Canada must keep the border closed until the U.S. can prove it has the virus under control
On a normal day in July almost a quarter of a million people would cross the border from the United States into Canada. These are not, of course, normal days.

The frontier between the United States and Canada, the longest border in the world, has now been closed to non-essential travel for more than three months. In April, entries by non-residents had fallen by 97 per cent compared to the previous year. At some point, Canada must decide when, and how, to reopen the border.

In general, economists favour fewer restrictions to travel, trade and commerce. Our own research on the U.S.-Canada border points to the benefits of facilitating cross-border travel. Consumers get access to a wider variety of goods and services at potentially lower cost supporting businesses providing those products. Back in normal times, we argued to the Senate that Canada should increase exemptions for cross-border travellers and encourage travel.
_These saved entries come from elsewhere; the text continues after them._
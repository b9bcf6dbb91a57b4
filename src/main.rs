// src/main.rs
use std::path::PathBuf;
use std::sync::Arc;
use std::time::Duration;

use clap::Parser;
use log::{error, info, warn};

use langkit::config::{ConfigService, CredentialStore, ProductionConfigService};
use langkit::dependency::DependencyService;
use langkit::docker::{ComputeMode, ContainerRuntime};
use langkit::event::{EventHub, EventSink, EventThrottler};
use langkit::media::MediaToolkit;
use langkit::models::{ModelCache, ToolFamily};
use langkit::providers::ProviderRegistry;
use langkit::separation::{ContainerSeparationProvider, SeparationEngine};
use langkit::server::{serve, AppState};
use langkit::stt::SttEngine;
use langkit::task::{EngineDeps, TaskEngine};

/// Langkit core server: binds the processing RPC surface to loopback.
#[derive(Parser)]
#[command(name = "langkit", version = langkit::VERSION)]
struct Args {
    /// Port on 127.0.0.1; defaults to the configured port.
    #[arg(long)]
    port: Option<u16>,

    /// Override the config root directory.
    #[arg(long)]
    config_root: Option<PathBuf>,
}

#[tokio::main]
async fn main() {
    env_logger::init();
    let args = Args::parse();

    match run(args).await {
        Ok(()) => std::process::exit(0),
        Err(e) => {
            error!("fatal: {}", e);
            eprintln!("{}", e);
            std::process::exit(1);
        }
    }
}

async fn run(args: Args) -> langkit::Result<()> {
    let config: Arc<dyn ConfigService> = match args.config_root {
        Some(root) => Arc::new(ProductionConfigService::with_root(root)),
        None => Arc::new(ProductionConfigService::new()?),
    };
    let settings = config.get_settings()?;
    let config_root = config.config_root();

    // Event plumbing: hub behind the throttler.
    let hub = Arc::new(EventHub::new(1024));
    let throttler = Arc::new(EventThrottler::new(hub.clone() as Arc<dyn EventSink>));
    throttler.set_enabled(settings.server.event_throttling);
    // Fresh subscribers get asked for their state snapshot.
    hub.set_on_connect(Box::new(|| {
        vec![langkit::event::WireEvent {
            channel: "wasm.state.request".to_string(),
            payload: serde_json::Value::Null,
        }]
    }));

    // Credentials and providers.
    let credentials = Arc::new(CredentialStore::new());
    credentials.refresh_from(&settings.api_keys);
    let registry = Arc::new(ProviderRegistry::new(credentials));
    registry.update_factory();

    let media = Arc::new(MediaToolkit::new());
    let cache = Arc::new(ModelCache::new(config_root.clone()));
    let idle_timeout = Duration::from_secs(settings.docker.idle_timeout_minutes * 60);
    let compute_mode = if settings.docker.prefer_gpu {
        ComputeMode::Gpu
    } else {
        ComputeMode::Cpu
    };

    // One-time migration of legacy per-container model dirs.
    for tool in [ToolFamily::Demucs, ToolFamily::AudioSeparator] {
        if let Err(e) = cache.migrate_legacy(tool).await {
            warn!("legacy model migration for {:?} failed: {}", tool, e);
        }
    }

    let demucs_runtime = ContainerRuntime::new(ToolFamily::Demucs, config_root.clone(), idle_timeout);
    let audiosep_runtime =
        ContainerRuntime::new(ToolFamily::AudioSeparator, config_root.clone(), idle_timeout);
    registry.register_separation(Arc::new(ContainerSeparationProvider::new(
        "demucs",
        SeparationEngine::new(
            demucs_runtime.clone(),
            cache.clone(),
            media.clone(),
            compute_mode,
        ),
    )));
    registry.register_separation(Arc::new(ContainerSeparationProvider::new(
        "audiosep",
        SeparationEngine::new(
            audiosep_runtime.clone(),
            cache.clone(),
            media.clone(),
            compute_mode,
        ),
    )));

    let stt = Arc::new(SttEngine::new(registry.clone()));
    let engine = TaskEngine::new(Arc::new(EngineDeps {
        config: config.clone(),
        throttler: throttler.clone(),
        registry: registry.clone(),
        media,
        stt,
    }));
    let dependency = Arc::new(DependencyService::new(config_root, throttler.clone()));

    let state = AppState {
        engine,
        hub: hub.clone(),
        throttler: throttler.clone(),
        registry,
        config,
        dependency,
    };

    let port = args.port.unwrap_or(settings.server.port);
    serve(state, port, shutdown_signal()).await?;

    // Drain the last events, then stop the managers.
    info!("shutting down");
    throttler.sync_flush().await;
    throttler.shutdown().await;
    demucs_runtime.close().await;
    audiosep_runtime.close().await;
    hub.shutdown();
    Ok(())
}

async fn shutdown_signal() {
    #[cfg(unix)]
    {
        use tokio::signal::unix::{signal, SignalKind};
        let mut sigterm =
            signal(SignalKind::terminate()).expect("failed to install SIGTERM handler");
        tokio::select! {
            _ = tokio::signal::ctrl_c() => {}
            _ = sigterm.recv() => {}
        }
    }
    #[cfg(not(unix))]
    {
        let _ = tokio::signal::ctrl_c().await;
    }
    info!("termination signal received");
}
But this is the new normal. And while, COVID-19 infections appear to have declined to manageable levels in Canada, this is not the case in the U.S. where a modest decline has been replaced by a mid-June resurgence. COVID-19 cases are rising in 40 states. The surge is primarily driven by southern states, whose governors reopened before suppressing the spread of the virus. U.S. federal government inaction bears heavy responsibility as well.

In these circumstances, the only prudent option available to Canada is to indefinitely extend the closure of the border with the U.S. to non-essential travel until the U.S. can demonstrate that it has brought the virus under control.
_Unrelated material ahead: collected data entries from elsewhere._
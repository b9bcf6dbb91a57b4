//! Provider registry and model catalog.

use std::collections::HashMap;
use std::sync::{Arc, Mutex};

use log::debug;

use crate::config::CredentialStore;
use crate::error::LangkitError;
use crate::Result;

use super::{ElevenLabsProvider, ModelInfo, SeparationProvider, SttProvider, WhisperProvider};

/// Static description of a known STT model.
struct SttModelEntry {
    name: &'static str,
    display_name: &'static str,
    description: &'static str,
    provider: &'static str,
    is_recommended: bool,
    is_deprecated: bool,
    takes_initial_prompt: bool,
}

const STT_MODELS: &[SttModelEntry] = &[
    SttModelEntry {
        name: "whisper-1",
        display_name: "Whisper v2",
        description: "OpenAI's general-purpose speech recognition model",
        provider: "openai",
        is_recommended: false,
        is_deprecated: false,
        takes_initial_prompt: true,
    },
    SttModelEntry {
        name: "gpt-4o-transcribe",
        display_name: "GPT-4o Transcribe",
        description: "OpenAI's current transcription model, strongest on noisy dialogue",
        provider: "openai",
        is_recommended: true,
        is_deprecated: false,
        takes_initial_prompt: true,
    },
    SttModelEntry {
        name: "scribe_v1",
        display_name: "ElevenLabs Scribe",
        description: "ElevenLabs speech-to-text with word-level timestamps",
        provider: "elevenlabs",
        is_recommended: false,
        is_deprecated: false,
        takes_initial_prompt: false,
    },
];

/// Registry resolving STT and separation providers by name.
///
/// STT handles are rebuilt lazily after [`ProviderRegistry::update_factory`];
/// separation providers are registered once at bootstrap and probed live.
pub struct ProviderRegistry {
    credentials: Arc<CredentialStore>,
    stt_cache: Mutex<Option<HashMap<&'static str, Arc<dyn SttProvider>>>>,
    separation: Mutex<Vec<Arc<dyn SeparationProvider>>>,
}

impl ProviderRegistry {
    /// Create a registry over the given credential store.
    pub fn new(credentials: Arc<CredentialStore>) -> Self {
        Self {
            credentials,
            stt_cache: Mutex::new(None),
            separation: Mutex::new(Vec::new()),
        }
    }

    /// The credential store owned by this registry.
    pub fn credentials(&self) -> &Arc<CredentialStore> {
        &self.credentials
    }

    /// Register a separation back-end (done once at bootstrap).
    pub fn register_separation(&self, provider: Arc<dyn SeparationProvider>) {
        self.separation.lock().unwrap().push(provider);
    }

    /// Discard cached provider handles; the next lookup re-evaluates
    /// availability against the refreshed credential store.
    pub fn update_factory(&self) {
        debug!("provider registry factory updated");
        *self.stt_cache.lock().unwrap() = None;
    }

    fn stt_providers(&self) -> HashMap<&'static str, Arc<dyn SttProvider>> {
        let mut cache = self.stt_cache.lock().unwrap();
        if cache.is_none() {
            let mut providers: HashMap<&'static str, Arc<dyn SttProvider>> = HashMap::new();
            providers.insert(
                "openai",
                Arc::new(WhisperProvider::new(self.credentials.clone())),
            );
            providers.insert(
                "elevenlabs",
                Arc::new(ElevenLabsProvider::new(self.credentials.clone())),
            );
            *cache = Some(providers);
        }
        cache.as_ref().unwrap().clone()
    }

    /// Resolve an STT provider by provider name.
    pub fn get_stt(&self, name: &str) -> Result<Arc<dyn SttProvider>> {
        self.stt_providers()
            .get(name)
            .cloned()
            .ok_or_else(|| LangkitError::provider_unavailable(name, "unknown STT provider"))
    }

    /// Resolve the provider serving a given STT model name.
    ///
    /// Unknown models are validation errors; known models whose provider has
    /// no credential are unavailable.
    pub fn get_stt_for_model(&self, model: &str) -> Result<Arc<dyn SttProvider>> {
        let entry = STT_MODELS
            .iter()
            .find(|entry| entry.name == model)
            .ok_or_else(|| {
                LangkitError::validation(format!("unknown transcription model '{}'", model))
            })?;
        let provider = self.get_stt(entry.provider)?;
        if !provider.is_available() {
            return Err(LangkitError::provider_unavailable(
                entry.provider,
                format!("no credential configured for model '{}'", model),
            ));
        }
        Ok(provider)
    }

    /// Resolve a separation provider by name.
    pub fn get_separation(&self, name: &str) -> Result<Arc<dyn SeparationProvider>> {
        self.separation
            .lock()
            .unwrap()
            .iter()
            .find(|p| p.name() == name)
            .cloned()
            .ok_or_else(|| LangkitError::provider_unavailable(name, "unknown separation provider"))
    }

    /// Every known model with live availability.
    pub fn model_catalog(&self) -> Vec<ModelInfo> {
        let stt = self.stt_providers();
        let mut catalog: Vec<ModelInfo> = STT_MODELS
            .iter()
            .map(|entry| ModelInfo {
                name: entry.name.to_string(),
                display_name: entry.display_name.to_string(),
                description: entry.description.to_string(),
                provider_name: entry.provider.to_string(),
                is_recommended: entry.is_recommended,
                is_deprecated: entry.is_deprecated,
                takes_initial_prompt: entry.takes_initial_prompt,
                is_available: stt.get(entry.provider).is_some_and(|p| p.is_available()),
            })
            .collect();

        for provider in self.separation.lock().unwrap().iter() {
            let available = provider.is_available();
            for spec in crate::models::MODEL_SPECS {
                if crate::docker::bar_prefix(spec.tool) == provider.name() {
                    catalog.push(ModelInfo {
                        name: spec.name.to_string(),
                        display_name: spec.name.to_string(),
                        description: "Voice separation model".to_string(),
                        provider_name: provider.name().to_string(),
                        is_recommended: spec.name == "htdemucs",
                        is_deprecated: false,
                        takes_initial_prompt: false,
                        is_available: available,
                    });
                }
            }
        }
        catalog
    }
}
The current chaos and the irresponsible behaviour by U.S. state and federal governments, as well as the widespread denial of the infection by regular people, means we cannot trust that their citizens will comply with quarantines or obey distancing and mask-wearing rules.
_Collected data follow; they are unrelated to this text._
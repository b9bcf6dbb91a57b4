//! HTTP route handlers.
//!
//! All handlers are thin: they delegate to the engine, the registry or the
//! dependency service. The RPC paths mirror the canonical operation names.

use std::net::SocketAddr;

use axum::extract::State;
use axum::routing::{any, post};
use axum::{Json, Router};
use log::info;
use serde::Deserialize;
use serde_json::{json, Value};

use crate::config::Settings;
use crate::error::LangkitError;
use crate::task::{ProcessingRequest, ProcessingStatus};
use crate::Result;

use super::ws::ws_handler;
use super::AppState;

/// Build the RPC router.
pub fn router(state: AppState) -> Router {
    Router::new()
        .route(
            "/rpc/Processing.SendProcessingRequest",
            post(send_processing_request),
        )
        .route("/rpc/Processing.CancelProcessing", post(cancel_processing))
        .route(
            "/rpc/Processing.GetProcessingStatus",
            post(get_processing_status),
        )
        .route(
            "/rpc/Dependency.CheckDockerAvailability",
            post(check_docker),
        )
        .route(
            "/rpc/Dependency.CheckFFmpegAvailability",
            post(check_ffmpeg),
        )
        .route(
            "/rpc/Dependency.CheckMediaInfoAvailability",
            post(check_mediainfo),
        )
        .route(
            "/rpc/Dependency.CheckInternetConnectivity",
            post(check_internet),
        )
        .route("/rpc/Dependency.DownloadFFmpeg", post(download_ffmpeg))
        .route("/rpc/Dependency.DownloadMediaInfo", post(download_mediainfo))
        .route(
            "/rpc/Logging.SetEventThrottling",
            post(set_event_throttling),
        )
        .route(
            "/rpc/Logging.GetEventThrottlingStatus",
            post(get_event_throttling_status),
        )
        .route("/rpc/Settings.GetSettings", post(get_settings))
        .route("/rpc/Settings.SaveSettings", post(save_settings))
        .route("/rpc/Providers.GetModelCatalog", post(get_model_catalog))
        .route("/ws", any(ws_handler))
        .with_state(state)
}

/// Bind to loopback and serve until `shutdown` resolves.
pub async fn serve(
    state: AppState,
    port: u16,
    shutdown: impl std::future::Future<Output = ()> + Send + 'static,
) -> Result<()> {
    let addr = SocketAddr::from(([127, 0, 0, 1], port));
    let listener = tokio::net::TcpListener::bind(addr)
        .await
        .map_err(|e| LangkitError::config(format!("cannot bind {}: {}", addr, e)))?;
    info!("listening on http://{}", addr);
    axum::serve(listener, router(state))
        .with_graceful_shutdown(shutdown)
        .await
        .map_err(|e| LangkitError::config(format!("server error: {}", e)))?;
    Ok(())
}

async fn send_processing_request(
    State(state): State<AppState>,
    Json(request): Json<ProcessingRequest>,
) -> Json<ProcessingStatus> {
    Json(state.engine.send_processing_request(request))
}

async fn cancel_processing(State(state): State<AppState>) -> Json<Value> {
    state.engine.cancel_processing();
    Json(Value::Null)
}

async fn get_processing_status(State(state): State<AppState>) -> Json<ProcessingStatus> {
    Json(state.engine.get_processing_status())
}

async fn check_docker(State(state): State<AppState>) -> Json<Value> {
    Json(json!(state.dependency.check_docker().await))
}

async fn check_ffmpeg(State(state): State<AppState>) -> Json<Value> {
    Json(json!(state.dependency.check_ffmpeg().await))
}

async fn check_mediainfo(State(state): State<AppState>) -> Json<Value> {
    Json(json!(state.dependency.check_mediainfo().await))
}

async fn check_internet(State(state): State<AppState>) -> Json<Value> {
    Json(json!(state.dependency.check_internet().await))
}

async fn download_ffmpeg(State(state): State<AppState>) -> Json<Value> {
    match state.dependency.download_ffmpeg().await {
        Ok(path) => Json(json!({ "installed": path })),
        Err(e) => Json(json!({ "error": e.to_string() })),
    }
}

async fn download_mediainfo(State(state): State<AppState>) -> Json<Value> {
    match state.dependency.download_mediainfo().await {
        Ok(path) => Json(json!({ "installed": path })),
        Err(e) => Json(json!({ "error": e.to_string() })),
    }
}

#[derive(Deserialize)]
struct ThrottlingRequest {
    enabled: bool,
}

async fn set_event_throttling(
    State(state): State<AppState>,
    Json(request): Json<ThrottlingRequest>,
) -> Json<Value> {
    state.throttler.set_enabled(request.enabled);
    Json(Value::Null)
}

async fn get_event_throttling_status(State(state): State<AppState>) -> Json<Value> {
    Json(json!(state.throttler.status()))
}

async fn get_settings(State(state): State<AppState>) -> Json<Value> {
    match state.config.get_settings() {
        Ok(settings) => Json(json!(settings)),
        Err(e) => Json(json!({ "error": e.to_string() })),
    }
}

/// Persist settings, refresh the credential store, then invalidate provider
/// handles so the next lookup sees the new keys.
async fn save_settings(
    State(state): State<AppState>,
    Json(settings): Json<Settings>,
) -> Json<Value> {
    if let Err(e) = state.config.save_settings(&settings) {
        return Json(json!({ "error": e.to_string() }));
    }
    state.registry.credentials().refresh_from(&settings.api_keys);
    state.registry.update_factory();
    Json(Value::Null)
}

async fn get_model_catalog(State(state): State<AppState>) -> Json<Value> {
    Json(json!(state.registry.model_catalog()))
}
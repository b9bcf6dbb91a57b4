//! SubRip (.srt) parsing and serialization.

use std::time::Duration;

use once_cell::sync::Lazy;
use regex::Regex;

use crate::error::LangkitError;
use crate::Result;

use super::SubtitleEntry;

static TIME_RANGE: Lazy<Regex> = Lazy::new(|| {
    Regex::new(r"(\d{2}):(\d{2}):(\d{2}),(\d{3}) --> (\d{2}):(\d{2}):(\d{2}),(\d{3})")
        .expect("valid SRT time regex")
});

/// Parse SRT content into entries. Malformed blocks without a valid time
/// range are skipped; a non-numeric sequence number is an error.
pub fn parse(content: &str) -> Result<Vec<SubtitleEntry>> {
    let mut entries = Vec::new();

    for block in content.split("\n\n") {
        if block.trim().is_empty() {
            continue;
        }
        let lines: Vec<&str> = block.lines().collect();
        if lines.len() < 3 {
            continue;
        }

        let index: usize = lines[0].trim().parse().map_err(|e| {
            LangkitError::subtitle("SRT", format!("invalid sequence number: {}", e))
        })?;

        if let Some(caps) = TIME_RANGE.captures(lines[1]) {
            let start = parse_time(&caps, 1)?;
            let end = parse_time(&caps, 5)?;
            let text = lines[2..].join("\n");
            entries.push(SubtitleEntry {
                index,
                start,
                end,
                text,
            });
        }
    }

    Ok(entries)
}

/// Serialize entries as SRT, renumbering from 1. LF line endings only.
pub fn serialize(entries: &[SubtitleEntry]) -> String {
    let mut output = String::new();
    for (i, entry) in entries.iter().enumerate() {
        output.push_str(&format!("{}\n", i + 1));
        output.push_str(&format!(
            "{} --> {}\n",
            format_duration(entry.start),
            format_duration(entry.end)
        ));
        output.push_str(&format!("{}\n\n", entry.text));
    }
    output
}

fn parse_time(caps: &regex::Captures, start_group: usize) -> Result<Duration> {
    let field = |offset: usize| -> Result<u64> {
        caps[start_group + offset]
            .parse()
            .map_err(|e| LangkitError::subtitle("SRT", format!("bad time value: {}", e)))
    };
    let hours = field(0)?;
    let minutes = field(1)?;
    let seconds = field(2)?;
    let millis = field(3)?;
    Ok(Duration::from_millis(
        hours * 3_600_000 + minutes * 60_000 + seconds * 1_000 + millis,
    ))
}

/// Format a duration as `HH:MM:SS,mmm`.
pub fn format_duration(duration: Duration) -> String {
    let total_ms = duration.as_millis();
    let hours = total_ms / 3_600_000;
    let minutes = (total_ms % 3_600_000) / 60_000;
    let seconds = (total_ms % 60_000) / 1_000;
    let millis = total_ms % 1_000;
    format!("{:02}:{:02}:{:02},{:03}", hours, minutes, seconds, millis)
}
//! Integration tests for the adaptive event throttler against the real hub.

mod common;

use std::time::Duration;

use serde_json::{json, Value};

use langkit::event::{progress_channel, WireEvent};
use langkit::task::Mode;

async fn drain(
    rx: &mut tokio::sync::broadcast::Receiver<WireEvent>,
    window: Duration,
) -> Vec<WireEvent> {
    let mut events = Vec::new();
    while let Ok(Ok(event)) = tokio::time::timeout(window, rx.recv()).await {
        events.push(event);
    }
    events
}

fn payload_count(events: &[WireEvent]) -> usize {
    events
        .iter()
        .map(|e| match &e.payload {
            Value::Array(items) => items.len(),
            _ => 1,
        })
        .sum()
}

#[tokio::test]
async fn sync_flush_delivers_every_posted_event() {
    let (hub, throttler, _reporter) = common::event_stack(Mode::Enhance, false, common::enhance_only());
    let mut rx = hub.subscribe();

    for i in 0..50 {
        throttler.add_event("misc", json!({ "n": i }));
    }
    throttler.sync_flush().await;

    let events = drain(&mut rx, Duration::from_millis(200)).await;
    assert_eq!(payload_count(&events), 50, "no event may be dropped below overload");
    throttler.shutdown().await;
}

#[tokio::test]
async fn progress_events_coalesce_to_latest_per_bar() {
    let (hub, throttler, reporter) = common::event_stack(Mode::Enhance, false, common::enhance_only());
    let mut rx = hub.subscribe();

    for percent in [10_u32, 30, 70, 95] {
        reporter.update("demucs-process", percent, 100, "separate", "Processing");
    }
    throttler.sync_flush().await;

    let events = drain(&mut rx, Duration::from_millis(200)).await;
    let on_bar: Vec<&WireEvent> = events
        .iter()
        .filter(|e| e.channel == progress_channel("demucs-process"))
        .collect();
    assert_eq!(on_bar.len(), 1);
    assert_eq!(on_bar[0].payload["increment"], 95);
    throttler.shutdown().await;
}

#[tokio::test]
async fn progress_sequence_is_non_decreasing_across_flushes() {
    let (hub, throttler, reporter) = common::event_stack(Mode::Enhance, false, common::enhance_only());
    let mut rx = hub.subscribe();

    // Interleave updates with flushes so multiple batches reach the hub,
    // including an out-of-order report that must be suppressed.
    for percent in [5_u32, 20, 15, 40, 100] {
        reporter.update("demucs-process", percent, 100, "separate", "Processing");
        throttler.sync_flush().await;
    }

    let events = drain(&mut rx, Duration::from_millis(200)).await;
    let mut seen = Vec::new();
    for event in &events {
        if event.channel != progress_channel("demucs-process") {
            continue;
        }
        match &event.payload {
            Value::Array(items) => {
                seen.extend(items.iter().map(|i| i["increment"].as_u64().unwrap()))
            }
            single => seen.push(single["increment"].as_u64().unwrap()),
        }
    }
    assert!(!seen.is_empty());
    assert!(
        seen.windows(2).all(|w| w[0] <= w[1]),
        "sequence must be non-decreasing: {:?}",
        seen
    );
    assert_eq!(*seen.last().unwrap(), 100);
    throttler.shutdown().await;
}

#[tokio::test]
async fn status_reflects_toggling() {
    let (_hub, throttler, _reporter) = common::event_stack(Mode::Enhance, false, common::enhance_only());

    assert!(throttler.status().enabled);
    throttler.set_enabled(false);
    throttler.sync_flush().await;
    let status = throttler.status();
    assert!(!status.enabled);
    assert_eq!(status.dropped_events, 0);
    throttler.shutdown().await;
}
By contrast, Canada’s universities, hospitals and businesses desperately rely on a steady supply of specialized skilled foreign talent, just as our farms rely on seasonal foreign workers. Currently, many potential foreign workers are unable to apply for work permits due to the closure of Canadian consulates. Likewise, many Canadians are being kept apart from their families as permanent immigration for family reunification is suspended.

We cannot halt our regular immigration system forever. And those trips can be monitored, travellers tested and quarantined. By contrast, leisure travellers engaging in same-day slightly longer travel cannot feasibly be tested or quarantined.

Extending the ban on leisure travel will affect certain communities, and the government should consider compensating those mainly border towns that will be most affected. A silver lining is that Canadians will likely to reduce their own international travel due to the need to quarantine on return, and vacation at home boosting domestic tourism.

It is time for Canada to set a clear date on reopening for immigrating workers, family reunification, and regular (permanent) immigration, even as it extends the restrictions on non-essential travel indefinitely.

Ambarish Chandra is Associate Professor of Economics at the University of Toronto at Scarborough, cross-appointed to the Rotman School of Management. Keith Head is the HSBC Professor of Asian Commerce at the Sauder School of Business, University of British Columbia.